● What to produce
Report how many lines of the listing contain the string "const", with no other words.

── Information given ──

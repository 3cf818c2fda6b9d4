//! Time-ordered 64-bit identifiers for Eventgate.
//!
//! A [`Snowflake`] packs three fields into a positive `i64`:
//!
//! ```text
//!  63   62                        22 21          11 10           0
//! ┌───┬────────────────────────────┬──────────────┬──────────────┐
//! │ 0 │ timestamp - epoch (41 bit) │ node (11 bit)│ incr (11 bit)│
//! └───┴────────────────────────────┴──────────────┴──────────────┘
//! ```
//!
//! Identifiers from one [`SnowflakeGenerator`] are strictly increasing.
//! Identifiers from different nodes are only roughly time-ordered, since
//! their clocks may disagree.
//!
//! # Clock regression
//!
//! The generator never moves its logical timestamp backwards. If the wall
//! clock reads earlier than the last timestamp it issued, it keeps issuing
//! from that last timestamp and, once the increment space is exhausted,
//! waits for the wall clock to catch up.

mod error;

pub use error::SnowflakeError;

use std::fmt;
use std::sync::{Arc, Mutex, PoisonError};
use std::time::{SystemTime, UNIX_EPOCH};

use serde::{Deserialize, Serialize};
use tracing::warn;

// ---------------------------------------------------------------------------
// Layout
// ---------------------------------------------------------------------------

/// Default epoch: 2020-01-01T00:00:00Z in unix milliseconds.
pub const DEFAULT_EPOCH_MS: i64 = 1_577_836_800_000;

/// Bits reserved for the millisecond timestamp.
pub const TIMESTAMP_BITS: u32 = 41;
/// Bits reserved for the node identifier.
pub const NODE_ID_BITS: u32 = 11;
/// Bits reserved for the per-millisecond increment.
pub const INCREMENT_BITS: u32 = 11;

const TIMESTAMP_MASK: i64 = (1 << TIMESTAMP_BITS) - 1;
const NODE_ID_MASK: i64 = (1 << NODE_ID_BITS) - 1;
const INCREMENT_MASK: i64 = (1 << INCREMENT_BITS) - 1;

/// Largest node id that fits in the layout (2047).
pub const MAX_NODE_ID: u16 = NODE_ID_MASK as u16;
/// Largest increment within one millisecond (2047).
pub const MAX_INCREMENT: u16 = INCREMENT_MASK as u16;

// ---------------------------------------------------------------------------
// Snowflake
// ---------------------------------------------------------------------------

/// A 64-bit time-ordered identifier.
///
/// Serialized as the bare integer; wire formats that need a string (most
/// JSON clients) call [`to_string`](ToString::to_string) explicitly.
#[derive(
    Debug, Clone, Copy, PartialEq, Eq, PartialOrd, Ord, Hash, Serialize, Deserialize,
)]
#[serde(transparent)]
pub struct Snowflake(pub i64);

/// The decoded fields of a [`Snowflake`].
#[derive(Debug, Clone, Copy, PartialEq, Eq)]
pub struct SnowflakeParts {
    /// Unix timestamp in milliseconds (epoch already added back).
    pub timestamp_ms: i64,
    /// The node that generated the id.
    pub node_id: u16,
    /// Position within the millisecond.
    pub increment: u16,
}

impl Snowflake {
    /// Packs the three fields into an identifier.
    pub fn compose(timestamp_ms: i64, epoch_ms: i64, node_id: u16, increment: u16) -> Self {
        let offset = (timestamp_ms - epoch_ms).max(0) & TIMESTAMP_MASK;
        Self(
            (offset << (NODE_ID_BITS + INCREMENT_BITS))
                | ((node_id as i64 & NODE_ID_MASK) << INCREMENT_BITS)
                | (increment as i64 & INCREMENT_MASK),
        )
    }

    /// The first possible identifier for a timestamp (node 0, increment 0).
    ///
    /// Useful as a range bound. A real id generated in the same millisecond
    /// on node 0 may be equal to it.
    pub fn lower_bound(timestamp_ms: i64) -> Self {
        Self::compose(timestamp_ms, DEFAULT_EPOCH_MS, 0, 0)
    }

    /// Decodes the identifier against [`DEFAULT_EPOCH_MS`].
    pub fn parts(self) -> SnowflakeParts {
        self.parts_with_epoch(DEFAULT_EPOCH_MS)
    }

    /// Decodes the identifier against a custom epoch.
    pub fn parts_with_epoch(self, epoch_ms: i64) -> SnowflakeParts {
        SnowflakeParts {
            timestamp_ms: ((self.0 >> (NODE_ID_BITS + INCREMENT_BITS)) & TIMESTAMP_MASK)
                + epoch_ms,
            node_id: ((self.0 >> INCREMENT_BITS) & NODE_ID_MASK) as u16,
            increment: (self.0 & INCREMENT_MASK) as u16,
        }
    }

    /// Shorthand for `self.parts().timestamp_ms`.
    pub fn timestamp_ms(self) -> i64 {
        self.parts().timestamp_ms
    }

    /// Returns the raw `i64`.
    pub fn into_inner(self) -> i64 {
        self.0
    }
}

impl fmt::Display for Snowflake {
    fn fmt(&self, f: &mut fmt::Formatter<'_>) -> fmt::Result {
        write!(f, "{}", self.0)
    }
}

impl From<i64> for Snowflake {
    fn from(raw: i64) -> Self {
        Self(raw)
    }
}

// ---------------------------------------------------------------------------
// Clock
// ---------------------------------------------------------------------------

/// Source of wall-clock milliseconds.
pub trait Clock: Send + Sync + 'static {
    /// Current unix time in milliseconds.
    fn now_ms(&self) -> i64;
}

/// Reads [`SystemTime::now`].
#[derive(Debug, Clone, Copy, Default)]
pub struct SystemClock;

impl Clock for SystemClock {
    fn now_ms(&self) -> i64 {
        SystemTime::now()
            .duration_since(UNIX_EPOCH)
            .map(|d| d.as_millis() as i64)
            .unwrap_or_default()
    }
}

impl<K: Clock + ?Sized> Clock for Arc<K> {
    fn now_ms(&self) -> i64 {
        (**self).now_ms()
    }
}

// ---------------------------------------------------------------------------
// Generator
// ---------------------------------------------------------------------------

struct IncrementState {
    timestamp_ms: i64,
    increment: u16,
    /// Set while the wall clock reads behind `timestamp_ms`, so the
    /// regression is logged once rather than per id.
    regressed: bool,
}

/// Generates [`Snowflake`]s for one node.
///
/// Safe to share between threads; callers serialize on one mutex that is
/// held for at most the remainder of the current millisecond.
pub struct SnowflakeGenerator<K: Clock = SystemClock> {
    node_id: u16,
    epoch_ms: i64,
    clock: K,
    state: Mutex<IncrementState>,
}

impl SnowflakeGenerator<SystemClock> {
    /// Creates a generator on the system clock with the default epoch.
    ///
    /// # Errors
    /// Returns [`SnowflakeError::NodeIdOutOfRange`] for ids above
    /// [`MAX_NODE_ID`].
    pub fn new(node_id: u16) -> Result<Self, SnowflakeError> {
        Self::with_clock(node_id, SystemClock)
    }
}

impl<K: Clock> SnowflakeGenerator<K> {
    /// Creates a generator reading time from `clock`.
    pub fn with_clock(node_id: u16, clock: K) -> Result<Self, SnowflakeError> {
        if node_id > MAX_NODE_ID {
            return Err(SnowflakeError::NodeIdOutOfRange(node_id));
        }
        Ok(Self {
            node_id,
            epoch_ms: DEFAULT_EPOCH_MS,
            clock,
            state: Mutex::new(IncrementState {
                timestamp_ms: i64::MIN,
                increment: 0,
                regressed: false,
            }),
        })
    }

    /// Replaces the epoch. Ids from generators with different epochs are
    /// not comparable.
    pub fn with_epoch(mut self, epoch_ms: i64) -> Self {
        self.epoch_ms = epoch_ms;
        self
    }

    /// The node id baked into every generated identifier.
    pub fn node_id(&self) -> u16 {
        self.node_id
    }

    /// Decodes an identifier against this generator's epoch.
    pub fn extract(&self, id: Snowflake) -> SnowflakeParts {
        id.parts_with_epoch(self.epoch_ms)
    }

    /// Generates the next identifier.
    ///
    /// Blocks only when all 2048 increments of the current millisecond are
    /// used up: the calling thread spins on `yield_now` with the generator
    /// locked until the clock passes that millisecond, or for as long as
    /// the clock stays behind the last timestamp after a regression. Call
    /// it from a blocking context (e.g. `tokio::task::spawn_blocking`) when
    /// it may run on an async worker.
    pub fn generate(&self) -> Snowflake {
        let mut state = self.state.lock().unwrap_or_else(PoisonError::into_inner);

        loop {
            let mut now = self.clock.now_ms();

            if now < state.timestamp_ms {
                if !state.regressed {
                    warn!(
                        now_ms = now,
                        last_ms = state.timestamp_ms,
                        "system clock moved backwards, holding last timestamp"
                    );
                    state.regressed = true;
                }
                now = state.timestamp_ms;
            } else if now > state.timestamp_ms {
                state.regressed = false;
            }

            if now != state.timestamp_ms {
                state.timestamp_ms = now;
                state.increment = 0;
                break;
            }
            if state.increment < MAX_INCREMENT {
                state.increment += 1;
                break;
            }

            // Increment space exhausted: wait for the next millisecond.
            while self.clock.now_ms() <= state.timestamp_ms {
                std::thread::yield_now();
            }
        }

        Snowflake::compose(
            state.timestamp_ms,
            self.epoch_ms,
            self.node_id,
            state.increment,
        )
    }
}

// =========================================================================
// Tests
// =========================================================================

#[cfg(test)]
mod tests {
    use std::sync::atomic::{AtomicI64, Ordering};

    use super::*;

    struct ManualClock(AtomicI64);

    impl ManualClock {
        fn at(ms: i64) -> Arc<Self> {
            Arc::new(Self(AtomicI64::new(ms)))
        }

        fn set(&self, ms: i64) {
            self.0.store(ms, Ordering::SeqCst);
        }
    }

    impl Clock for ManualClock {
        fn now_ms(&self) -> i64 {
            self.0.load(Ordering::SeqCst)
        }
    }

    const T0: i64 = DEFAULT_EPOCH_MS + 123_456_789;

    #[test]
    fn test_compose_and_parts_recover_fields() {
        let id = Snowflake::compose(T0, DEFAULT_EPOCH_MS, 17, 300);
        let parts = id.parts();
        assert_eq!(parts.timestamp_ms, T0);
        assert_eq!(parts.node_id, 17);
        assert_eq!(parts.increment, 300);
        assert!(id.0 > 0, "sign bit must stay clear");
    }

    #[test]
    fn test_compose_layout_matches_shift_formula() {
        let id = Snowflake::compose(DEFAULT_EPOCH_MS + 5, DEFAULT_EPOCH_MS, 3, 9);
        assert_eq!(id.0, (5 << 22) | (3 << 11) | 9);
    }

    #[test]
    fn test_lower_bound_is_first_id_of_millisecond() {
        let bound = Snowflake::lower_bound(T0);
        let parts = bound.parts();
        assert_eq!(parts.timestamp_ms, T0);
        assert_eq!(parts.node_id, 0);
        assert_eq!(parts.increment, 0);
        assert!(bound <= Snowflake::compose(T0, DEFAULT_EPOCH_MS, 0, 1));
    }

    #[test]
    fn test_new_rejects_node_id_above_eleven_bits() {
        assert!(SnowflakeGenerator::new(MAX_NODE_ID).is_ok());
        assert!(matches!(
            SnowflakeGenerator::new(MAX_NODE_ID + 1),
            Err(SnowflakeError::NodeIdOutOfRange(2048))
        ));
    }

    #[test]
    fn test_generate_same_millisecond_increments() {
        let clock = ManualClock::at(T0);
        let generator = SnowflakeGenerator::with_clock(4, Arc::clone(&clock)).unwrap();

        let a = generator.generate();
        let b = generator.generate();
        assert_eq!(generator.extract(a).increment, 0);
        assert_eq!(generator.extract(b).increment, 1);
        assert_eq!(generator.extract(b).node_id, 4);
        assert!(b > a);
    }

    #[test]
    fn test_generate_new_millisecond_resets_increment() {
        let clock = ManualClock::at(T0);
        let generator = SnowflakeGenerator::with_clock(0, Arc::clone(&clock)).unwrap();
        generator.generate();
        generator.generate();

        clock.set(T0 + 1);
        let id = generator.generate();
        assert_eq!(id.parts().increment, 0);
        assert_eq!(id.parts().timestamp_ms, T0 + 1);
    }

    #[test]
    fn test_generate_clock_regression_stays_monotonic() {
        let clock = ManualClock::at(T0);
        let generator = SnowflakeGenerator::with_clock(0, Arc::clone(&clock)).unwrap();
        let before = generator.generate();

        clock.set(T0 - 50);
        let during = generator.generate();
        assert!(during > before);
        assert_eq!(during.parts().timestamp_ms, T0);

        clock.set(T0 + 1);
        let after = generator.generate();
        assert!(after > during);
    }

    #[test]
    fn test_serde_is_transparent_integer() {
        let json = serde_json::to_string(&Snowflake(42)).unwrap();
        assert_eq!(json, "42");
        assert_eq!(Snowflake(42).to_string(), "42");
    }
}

───
── Information given ──

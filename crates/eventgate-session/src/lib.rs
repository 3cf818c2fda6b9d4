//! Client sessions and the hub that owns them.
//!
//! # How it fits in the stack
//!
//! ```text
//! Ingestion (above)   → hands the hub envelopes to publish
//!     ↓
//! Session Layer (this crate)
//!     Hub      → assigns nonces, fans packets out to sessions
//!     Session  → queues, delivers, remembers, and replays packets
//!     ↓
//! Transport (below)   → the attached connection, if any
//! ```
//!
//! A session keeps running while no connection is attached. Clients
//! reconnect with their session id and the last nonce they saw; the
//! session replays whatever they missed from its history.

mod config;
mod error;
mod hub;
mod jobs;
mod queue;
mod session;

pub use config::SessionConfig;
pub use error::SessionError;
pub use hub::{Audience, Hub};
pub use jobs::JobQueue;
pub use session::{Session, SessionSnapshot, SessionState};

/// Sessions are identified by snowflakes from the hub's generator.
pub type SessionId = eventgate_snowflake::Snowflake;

───
── Information given ──

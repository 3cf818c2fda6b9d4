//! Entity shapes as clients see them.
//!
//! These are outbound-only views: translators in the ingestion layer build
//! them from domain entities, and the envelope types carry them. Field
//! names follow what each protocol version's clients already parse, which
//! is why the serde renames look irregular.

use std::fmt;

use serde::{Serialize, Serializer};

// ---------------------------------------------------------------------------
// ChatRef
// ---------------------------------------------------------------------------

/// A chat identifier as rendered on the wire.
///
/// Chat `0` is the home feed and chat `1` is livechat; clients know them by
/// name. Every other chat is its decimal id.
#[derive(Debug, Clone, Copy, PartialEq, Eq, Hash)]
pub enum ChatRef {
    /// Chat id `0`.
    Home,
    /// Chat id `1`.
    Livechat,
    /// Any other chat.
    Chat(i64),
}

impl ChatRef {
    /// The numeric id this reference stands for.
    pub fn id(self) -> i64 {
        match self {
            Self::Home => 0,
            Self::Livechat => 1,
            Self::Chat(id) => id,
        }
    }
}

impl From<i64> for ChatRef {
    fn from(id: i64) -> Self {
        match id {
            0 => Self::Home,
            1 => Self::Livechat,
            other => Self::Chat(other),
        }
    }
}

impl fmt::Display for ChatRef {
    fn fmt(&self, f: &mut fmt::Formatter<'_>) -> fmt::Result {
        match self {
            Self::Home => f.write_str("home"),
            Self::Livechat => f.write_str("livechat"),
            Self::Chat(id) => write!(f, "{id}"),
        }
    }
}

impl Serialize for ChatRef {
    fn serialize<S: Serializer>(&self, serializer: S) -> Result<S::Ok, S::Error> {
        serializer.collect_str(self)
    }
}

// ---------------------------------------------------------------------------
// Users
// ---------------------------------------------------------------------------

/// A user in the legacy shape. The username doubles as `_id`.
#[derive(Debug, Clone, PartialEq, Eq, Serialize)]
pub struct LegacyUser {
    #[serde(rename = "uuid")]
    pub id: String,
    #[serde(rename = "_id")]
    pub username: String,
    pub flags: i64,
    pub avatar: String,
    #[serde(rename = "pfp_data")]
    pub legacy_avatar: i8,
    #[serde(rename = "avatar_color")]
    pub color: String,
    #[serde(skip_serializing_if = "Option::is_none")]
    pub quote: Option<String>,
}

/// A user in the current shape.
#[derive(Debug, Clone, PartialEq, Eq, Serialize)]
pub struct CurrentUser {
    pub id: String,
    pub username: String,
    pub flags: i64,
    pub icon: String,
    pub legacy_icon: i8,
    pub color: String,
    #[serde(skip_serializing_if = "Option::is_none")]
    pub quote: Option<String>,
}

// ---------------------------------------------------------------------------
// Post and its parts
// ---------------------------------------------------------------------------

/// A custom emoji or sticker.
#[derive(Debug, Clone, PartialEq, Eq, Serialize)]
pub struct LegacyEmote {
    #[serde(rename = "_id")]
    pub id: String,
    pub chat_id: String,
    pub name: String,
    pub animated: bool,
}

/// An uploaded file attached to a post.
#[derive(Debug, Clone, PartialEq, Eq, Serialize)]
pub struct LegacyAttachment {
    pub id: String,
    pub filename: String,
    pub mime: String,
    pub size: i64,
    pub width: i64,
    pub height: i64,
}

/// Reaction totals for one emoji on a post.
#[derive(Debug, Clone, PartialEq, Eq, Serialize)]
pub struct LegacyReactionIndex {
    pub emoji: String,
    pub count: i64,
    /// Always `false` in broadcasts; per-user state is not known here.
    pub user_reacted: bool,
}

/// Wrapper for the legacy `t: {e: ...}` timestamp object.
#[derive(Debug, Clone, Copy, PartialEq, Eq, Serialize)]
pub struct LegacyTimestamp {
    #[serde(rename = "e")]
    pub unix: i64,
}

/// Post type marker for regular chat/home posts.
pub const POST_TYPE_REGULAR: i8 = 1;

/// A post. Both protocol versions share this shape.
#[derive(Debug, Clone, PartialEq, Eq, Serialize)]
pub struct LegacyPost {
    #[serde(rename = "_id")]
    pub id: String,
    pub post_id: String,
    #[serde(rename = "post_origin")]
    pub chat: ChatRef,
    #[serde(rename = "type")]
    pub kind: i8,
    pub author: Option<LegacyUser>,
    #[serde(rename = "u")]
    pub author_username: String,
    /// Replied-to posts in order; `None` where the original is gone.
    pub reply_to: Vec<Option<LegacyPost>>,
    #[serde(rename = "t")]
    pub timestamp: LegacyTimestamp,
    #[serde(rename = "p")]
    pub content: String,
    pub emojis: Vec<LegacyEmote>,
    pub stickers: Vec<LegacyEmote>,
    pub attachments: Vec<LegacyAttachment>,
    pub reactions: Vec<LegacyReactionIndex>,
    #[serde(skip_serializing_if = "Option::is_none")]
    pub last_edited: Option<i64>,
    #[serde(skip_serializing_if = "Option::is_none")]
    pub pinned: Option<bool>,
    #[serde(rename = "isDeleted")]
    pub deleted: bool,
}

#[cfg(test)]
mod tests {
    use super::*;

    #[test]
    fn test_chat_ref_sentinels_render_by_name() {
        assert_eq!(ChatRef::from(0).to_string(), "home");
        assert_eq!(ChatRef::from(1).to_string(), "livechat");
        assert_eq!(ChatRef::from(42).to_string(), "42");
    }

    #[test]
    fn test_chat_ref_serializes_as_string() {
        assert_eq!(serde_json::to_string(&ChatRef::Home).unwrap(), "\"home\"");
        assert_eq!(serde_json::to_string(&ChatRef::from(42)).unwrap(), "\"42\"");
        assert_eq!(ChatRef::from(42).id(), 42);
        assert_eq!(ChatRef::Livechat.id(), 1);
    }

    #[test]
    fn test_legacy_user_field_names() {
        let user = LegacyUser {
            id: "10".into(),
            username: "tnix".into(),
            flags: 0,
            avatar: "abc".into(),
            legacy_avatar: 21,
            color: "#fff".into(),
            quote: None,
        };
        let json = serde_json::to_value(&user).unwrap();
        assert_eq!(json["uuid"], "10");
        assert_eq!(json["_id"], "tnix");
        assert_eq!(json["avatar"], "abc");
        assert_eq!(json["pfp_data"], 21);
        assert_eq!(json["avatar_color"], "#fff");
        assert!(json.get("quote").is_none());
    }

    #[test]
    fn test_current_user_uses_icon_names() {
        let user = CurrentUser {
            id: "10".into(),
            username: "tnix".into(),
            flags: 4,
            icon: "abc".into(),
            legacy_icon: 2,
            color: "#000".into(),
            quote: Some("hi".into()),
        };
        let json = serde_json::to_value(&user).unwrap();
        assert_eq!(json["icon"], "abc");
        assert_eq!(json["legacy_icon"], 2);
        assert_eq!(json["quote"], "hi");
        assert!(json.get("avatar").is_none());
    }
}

───

● Reply to the exercise
11